Catherine Maley, MBA:
So, let’s talk about the unhappy patient. Because God knows there are a few. And I’ve done a lot of talks on this. And nobody wants to talk about prevention. But you know, it would have been helpful, you know, had you looked at your patient experience to make sure that person was happy all the way through. we human beings have a lot of signals that we overtly show the one we’re not happy with, I know what you can tell for personally with me, you’ll know when I’m not happy.
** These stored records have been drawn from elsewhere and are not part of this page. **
//! Operator feedback on past decisions

use crate::history::RingBuffer;
use chrono::{DateTime, Utc};
use serde::{Deserialize, Serialize};

pub const FEEDBACK_CAPACITY: usize = 1000;

#[derive(Debug, Clone, Default, PartialEq, Serialize, Deserialize)]
#[serde(default)]
pub struct Feedback {
    pub correct: bool,
    pub false_positive: bool,
    pub false_negative: bool,
    pub notes: Option<String>,
}

#[derive(Debug, Clone, Copy, PartialEq, Eq, Serialize)]
#[serde(rename_all = "snake_case")]
pub enum FeedbackOutcome {
    Success,
    FalsePositive,
    FalseNegative,
    /// Recorded but counted nowhere
    Neutral,
}

impl Feedback {
    /// `correct` wins over the error flags
    pub fn outcome(&self) -> FeedbackOutcome {
        if self.correct {
            FeedbackOutcome::Success
        } else if self.false_positive {
            FeedbackOutcome::FalsePositive
        } else if self.false_negative {
            FeedbackOutcome::FalseNegative
        } else {
            FeedbackOutcome::Neutral
        }
    }
}

#[derive(Debug, Clone, Serialize)]
pub struct FeedbackEntry {
    pub decision_id: String,
    pub feedback: Feedback,
    pub timestamp: DateTime<Utc>,
}

pub struct FeedbackLog {
    entries: RingBuffer<FeedbackEntry>,
}

impl Default for FeedbackLog {
    fn default() -> Self {
        Self::new(FEEDBACK_CAPACITY)
    }
}

impl FeedbackLog {
    pub fn new(capacity: usize) -> Self {
        Self {
            entries: RingBuffer::new(capacity),
        }
    }

    pub fn record(&mut self, decision_id: &str, feedback: Feedback) -> FeedbackOutcome {
        let outcome = feedback.outcome();
        self.entries.push(FeedbackEntry {
            decision_id: decision_id.to_string(),
            feedback,
            timestamp: Utc::now(),
        });
        outcome
    }

    pub fn recent(&self, limit: usize) -> Vec<FeedbackEntry> {
        self.entries.recent(limit)
    }

    pub fn len(&self) -> usize {
        self.entries.len()
    }

    pub fn is_empty(&self) -> bool {
        self.entries.is_empty()
    }
}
It’s written all over me. So I would try to nip that before it accelerates to anything bigger and worse. But when it comes to unhappy patients, do you have any pearls? of how to keep it on the down-low? Before it accelerates?
Alex Thiersch, JD:
Yeah and it’s one of the toughest things surgeons and attorneys deal with because a lot of the calls we get are because someone left me a bad review, and I want to go after them. This was crazy, and there’s not an easy answer to that question. The first thing I always say is, and this is damn near impossible all the time, but don’t treat the crazy patient. There are a lot of crazy patients and it’s easy to say that, but it’s important like you were saying to teach physicians in their intake staff, what are the red flags. So you can keep those folks out of your practice, because it’s difficult when they come in, once they’re in the door, and you’re treating, and after surgery, now you’ve got things like you have to follow certain ethical rules when you’re discharging them. It becomes difficult, that’s the first thing. The other thing is not legal mechanisms it’s experience.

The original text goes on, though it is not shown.